_Aim of the exercise_: Whenever a line in the material below includes "normalized", copy that line.

─── Data shown ───

//! The core `Converter` trait that every conversion backend implements.
//!
//! The trait is object-safe so backends can be used as `dyn Converter` for
//! runtime switching between interchangeable implementations.

use crate::color::{Hsl, Rgb};
use crate::error::ConvertError;

/// A bidirectional RGB ⇄ HSL conversion strategy.
///
/// Every implementation honors the same contract: inputs are validated
/// against the closed interval [0, 1] before any arithmetic and rejected
/// with [`ConvertError::ChannelOutOfRange`] otherwise, achromatic inputs
/// produce hue and saturation of exactly zero, and both directions are
/// pure: no state, no side effects, bit-identical outputs for identical
/// inputs.
///
/// This trait is **object-safe**: you can use `Box<dyn Converter>` or
/// `&dyn Converter` for runtime polymorphism. Implementations are
/// zero-sized, so they are also trivially `Send + Sync`.
pub trait Converter {
    /// Converts a normalized RGB triple to HSL.
    fn rgb_to_hsl(&self, rgb: Rgb) -> Result<Hsl, ConvertError>;

    /// Converts an HSL triple back to normalized RGB.
    fn hsl_to_rgb(&self, hsl: Hsl) -> Result<Rgb, ConvertError>;
}

#[cfg(test)]
mod tests {
    use super::*;

    /// Minimal converter used to verify trait object safety. Maps every
    /// input to mid-gray; not a real conversion.
    struct MockConverter;

    impl Converter for MockConverter {
        fn rgb_to_hsl(&self, rgb: Rgb) -> Result<Hsl, ConvertError> {
            crate::validate::validate_rgb(rgb)?;
            Ok(Hsl {
                h: 0.0,
                s: 0.0,
                l: 0.5,
            })
        }

        fn hsl_to_rgb(&self, hsl: Hsl) -> Result<Rgb, ConvertError> {
            crate::validate::validate_hsl(hsl)?;
            Ok(Rgb {
                r: 0.5,
                g: 0.5,
                b: 0.5,
            })
        }
    }

    #[test]
    fn converter_trait_is_object_safe() {
        // If the trait were not object-safe, this would fail to compile.
        let converter: Box<dyn Converter> = Box::new(MockConverter);
        let out = converter
            .rgb_to_hsl(Rgb {
                r: 0.1,
                g: 0.2,
                b: 0.3,
            })
            .unwrap();
        assert_eq!(out.l, 0.5);
    }

    #[test]
    fn dyn_converter_reference_works() {
        let converter = MockConverter;
        let converter_ref: &dyn Converter = &converter;
        let out = converter_ref
            .hsl_to_rgb(Hsl {
                h: 0.5,
                s: 0.5,
                l: 0.5,
            })
            .unwrap();
        assert_eq!(out.g, 0.5);
    }

    #[test]
    fn trait_contract_propagates_validation_errors() {
        let converter: Box<dyn Converter> = Box::new(MockConverter);
        let result = converter.rgb_to_hsl(Rgb {
            r: 2.0,
            g: 0.0,
            b: 0.0,
        });
        assert!(matches!(
            result,
            Err(ConvertError::ChannelOutOfRange { channel: "r", .. })
        ));
    }
}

───

_Written answer_:
    /// Converts a normalized RGB triple to HSL.
    /// Converts an HSL triple back to normalized RGB.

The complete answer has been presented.